## [Work task]
What lines of the material below hold the string "flags"? Copy them out.

--------

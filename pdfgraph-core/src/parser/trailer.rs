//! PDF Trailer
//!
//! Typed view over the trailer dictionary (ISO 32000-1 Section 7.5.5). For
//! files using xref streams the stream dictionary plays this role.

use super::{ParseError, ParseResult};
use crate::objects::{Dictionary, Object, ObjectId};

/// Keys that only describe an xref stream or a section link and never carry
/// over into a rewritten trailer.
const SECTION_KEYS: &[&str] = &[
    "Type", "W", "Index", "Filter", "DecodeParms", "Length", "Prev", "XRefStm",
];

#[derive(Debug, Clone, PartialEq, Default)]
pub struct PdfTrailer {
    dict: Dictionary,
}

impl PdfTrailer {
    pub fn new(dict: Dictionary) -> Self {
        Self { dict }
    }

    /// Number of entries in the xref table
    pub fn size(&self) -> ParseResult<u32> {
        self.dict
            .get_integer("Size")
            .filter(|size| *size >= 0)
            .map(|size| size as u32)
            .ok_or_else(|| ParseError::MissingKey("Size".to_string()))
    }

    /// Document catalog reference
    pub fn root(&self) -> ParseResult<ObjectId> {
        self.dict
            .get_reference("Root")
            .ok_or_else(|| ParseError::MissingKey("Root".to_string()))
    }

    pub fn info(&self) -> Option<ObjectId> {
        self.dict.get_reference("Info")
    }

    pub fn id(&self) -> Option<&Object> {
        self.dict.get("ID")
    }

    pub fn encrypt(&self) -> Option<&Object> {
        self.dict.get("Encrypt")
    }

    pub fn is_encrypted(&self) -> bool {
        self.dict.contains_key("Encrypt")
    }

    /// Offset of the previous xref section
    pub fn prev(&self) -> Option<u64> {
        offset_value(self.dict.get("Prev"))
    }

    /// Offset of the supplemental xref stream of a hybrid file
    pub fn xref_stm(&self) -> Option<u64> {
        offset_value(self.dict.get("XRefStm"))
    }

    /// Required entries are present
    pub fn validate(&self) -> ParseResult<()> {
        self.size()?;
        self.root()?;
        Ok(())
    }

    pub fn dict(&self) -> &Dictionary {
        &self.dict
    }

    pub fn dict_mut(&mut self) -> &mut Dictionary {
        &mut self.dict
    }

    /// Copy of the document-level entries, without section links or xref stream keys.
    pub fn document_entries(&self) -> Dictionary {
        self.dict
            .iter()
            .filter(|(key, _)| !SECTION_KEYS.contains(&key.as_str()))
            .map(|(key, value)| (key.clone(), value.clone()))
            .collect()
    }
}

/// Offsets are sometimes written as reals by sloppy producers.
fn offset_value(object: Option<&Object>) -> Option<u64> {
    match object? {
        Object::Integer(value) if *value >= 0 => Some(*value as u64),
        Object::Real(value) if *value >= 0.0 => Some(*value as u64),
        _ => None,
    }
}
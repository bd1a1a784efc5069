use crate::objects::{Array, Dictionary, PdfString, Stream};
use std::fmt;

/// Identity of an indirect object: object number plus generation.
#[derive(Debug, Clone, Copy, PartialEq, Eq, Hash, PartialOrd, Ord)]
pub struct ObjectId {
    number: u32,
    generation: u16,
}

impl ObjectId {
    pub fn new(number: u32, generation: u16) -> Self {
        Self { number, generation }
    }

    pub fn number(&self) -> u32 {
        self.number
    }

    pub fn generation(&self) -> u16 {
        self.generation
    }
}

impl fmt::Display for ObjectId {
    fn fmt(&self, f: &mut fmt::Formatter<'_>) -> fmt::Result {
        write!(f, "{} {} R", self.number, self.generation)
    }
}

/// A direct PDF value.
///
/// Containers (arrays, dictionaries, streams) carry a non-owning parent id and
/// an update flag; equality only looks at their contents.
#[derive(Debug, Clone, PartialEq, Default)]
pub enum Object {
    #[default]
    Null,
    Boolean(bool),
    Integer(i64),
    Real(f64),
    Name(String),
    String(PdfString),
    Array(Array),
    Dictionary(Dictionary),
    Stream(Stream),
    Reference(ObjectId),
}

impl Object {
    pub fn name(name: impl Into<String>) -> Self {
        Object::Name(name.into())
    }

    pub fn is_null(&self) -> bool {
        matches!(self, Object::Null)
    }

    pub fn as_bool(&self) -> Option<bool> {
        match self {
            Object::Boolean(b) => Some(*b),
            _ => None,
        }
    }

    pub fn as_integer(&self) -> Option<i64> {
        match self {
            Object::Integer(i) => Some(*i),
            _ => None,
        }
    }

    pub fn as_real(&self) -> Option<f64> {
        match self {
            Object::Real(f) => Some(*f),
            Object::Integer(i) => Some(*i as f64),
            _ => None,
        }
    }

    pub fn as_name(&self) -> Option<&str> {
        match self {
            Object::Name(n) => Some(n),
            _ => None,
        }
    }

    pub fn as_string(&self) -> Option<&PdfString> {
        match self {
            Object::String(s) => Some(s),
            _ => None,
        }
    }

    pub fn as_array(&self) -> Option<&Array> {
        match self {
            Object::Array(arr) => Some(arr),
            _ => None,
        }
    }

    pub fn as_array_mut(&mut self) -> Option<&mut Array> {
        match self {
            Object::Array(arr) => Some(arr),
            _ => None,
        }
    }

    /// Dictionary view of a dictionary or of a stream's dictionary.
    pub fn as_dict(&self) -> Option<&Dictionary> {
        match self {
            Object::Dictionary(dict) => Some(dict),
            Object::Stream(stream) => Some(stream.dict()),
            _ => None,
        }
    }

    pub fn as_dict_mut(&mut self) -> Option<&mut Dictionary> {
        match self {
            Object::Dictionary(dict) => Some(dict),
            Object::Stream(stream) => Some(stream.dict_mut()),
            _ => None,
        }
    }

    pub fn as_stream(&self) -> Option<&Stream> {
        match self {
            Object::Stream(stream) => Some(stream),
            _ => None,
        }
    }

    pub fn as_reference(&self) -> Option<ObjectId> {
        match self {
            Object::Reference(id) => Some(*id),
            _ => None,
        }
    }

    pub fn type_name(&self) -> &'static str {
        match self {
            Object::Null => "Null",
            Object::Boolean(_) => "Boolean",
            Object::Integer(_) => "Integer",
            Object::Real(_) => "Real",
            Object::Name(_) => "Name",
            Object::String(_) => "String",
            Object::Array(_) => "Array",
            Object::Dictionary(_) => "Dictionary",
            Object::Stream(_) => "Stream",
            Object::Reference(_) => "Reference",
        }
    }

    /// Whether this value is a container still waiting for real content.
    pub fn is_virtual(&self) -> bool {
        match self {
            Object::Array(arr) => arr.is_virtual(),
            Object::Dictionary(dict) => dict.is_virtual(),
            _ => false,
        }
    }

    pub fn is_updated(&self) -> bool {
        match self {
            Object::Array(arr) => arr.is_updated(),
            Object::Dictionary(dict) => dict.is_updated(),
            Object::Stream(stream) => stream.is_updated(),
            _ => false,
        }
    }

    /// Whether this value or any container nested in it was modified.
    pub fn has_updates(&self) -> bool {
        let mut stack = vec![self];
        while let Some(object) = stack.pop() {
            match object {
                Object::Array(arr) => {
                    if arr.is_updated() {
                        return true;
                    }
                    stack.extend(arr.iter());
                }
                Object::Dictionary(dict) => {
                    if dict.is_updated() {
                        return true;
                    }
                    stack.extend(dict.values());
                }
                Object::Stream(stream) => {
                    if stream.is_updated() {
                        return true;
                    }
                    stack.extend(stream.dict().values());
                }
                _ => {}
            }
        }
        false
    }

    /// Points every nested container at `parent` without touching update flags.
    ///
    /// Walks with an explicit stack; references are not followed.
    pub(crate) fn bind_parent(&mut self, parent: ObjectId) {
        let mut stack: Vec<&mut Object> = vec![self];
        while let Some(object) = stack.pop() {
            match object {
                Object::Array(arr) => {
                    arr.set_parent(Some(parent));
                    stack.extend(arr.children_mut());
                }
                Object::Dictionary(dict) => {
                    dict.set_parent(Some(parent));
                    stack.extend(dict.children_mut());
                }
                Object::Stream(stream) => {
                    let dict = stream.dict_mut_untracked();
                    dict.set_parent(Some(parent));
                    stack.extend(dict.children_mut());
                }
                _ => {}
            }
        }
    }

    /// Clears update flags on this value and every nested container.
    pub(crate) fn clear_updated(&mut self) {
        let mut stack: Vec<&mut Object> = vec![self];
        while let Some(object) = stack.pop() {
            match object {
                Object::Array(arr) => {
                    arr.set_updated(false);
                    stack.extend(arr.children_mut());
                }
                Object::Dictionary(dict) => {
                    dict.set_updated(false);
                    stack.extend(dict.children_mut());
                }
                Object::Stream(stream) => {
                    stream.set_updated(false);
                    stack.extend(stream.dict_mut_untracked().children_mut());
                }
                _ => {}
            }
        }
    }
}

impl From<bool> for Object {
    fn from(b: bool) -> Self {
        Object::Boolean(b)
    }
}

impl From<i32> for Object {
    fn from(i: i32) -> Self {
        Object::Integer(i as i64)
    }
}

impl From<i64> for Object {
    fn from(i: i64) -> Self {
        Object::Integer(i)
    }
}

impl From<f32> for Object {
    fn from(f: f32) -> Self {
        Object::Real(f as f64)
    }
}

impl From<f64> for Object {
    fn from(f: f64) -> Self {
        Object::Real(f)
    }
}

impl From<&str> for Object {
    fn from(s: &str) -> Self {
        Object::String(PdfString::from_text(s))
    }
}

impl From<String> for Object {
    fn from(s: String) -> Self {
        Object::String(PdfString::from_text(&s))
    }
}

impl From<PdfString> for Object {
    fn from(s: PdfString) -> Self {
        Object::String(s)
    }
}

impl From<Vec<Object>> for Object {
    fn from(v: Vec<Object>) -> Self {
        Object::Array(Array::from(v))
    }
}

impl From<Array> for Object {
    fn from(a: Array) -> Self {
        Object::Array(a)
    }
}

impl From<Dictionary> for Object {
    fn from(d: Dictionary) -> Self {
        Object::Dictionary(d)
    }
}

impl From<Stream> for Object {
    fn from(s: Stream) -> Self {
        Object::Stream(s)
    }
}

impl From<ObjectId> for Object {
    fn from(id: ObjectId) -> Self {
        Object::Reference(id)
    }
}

--------

## [Solution to this problem]
    /// Points every nested container at `parent` without touching update flags.
    /// Clears update flags on this value and every nested container.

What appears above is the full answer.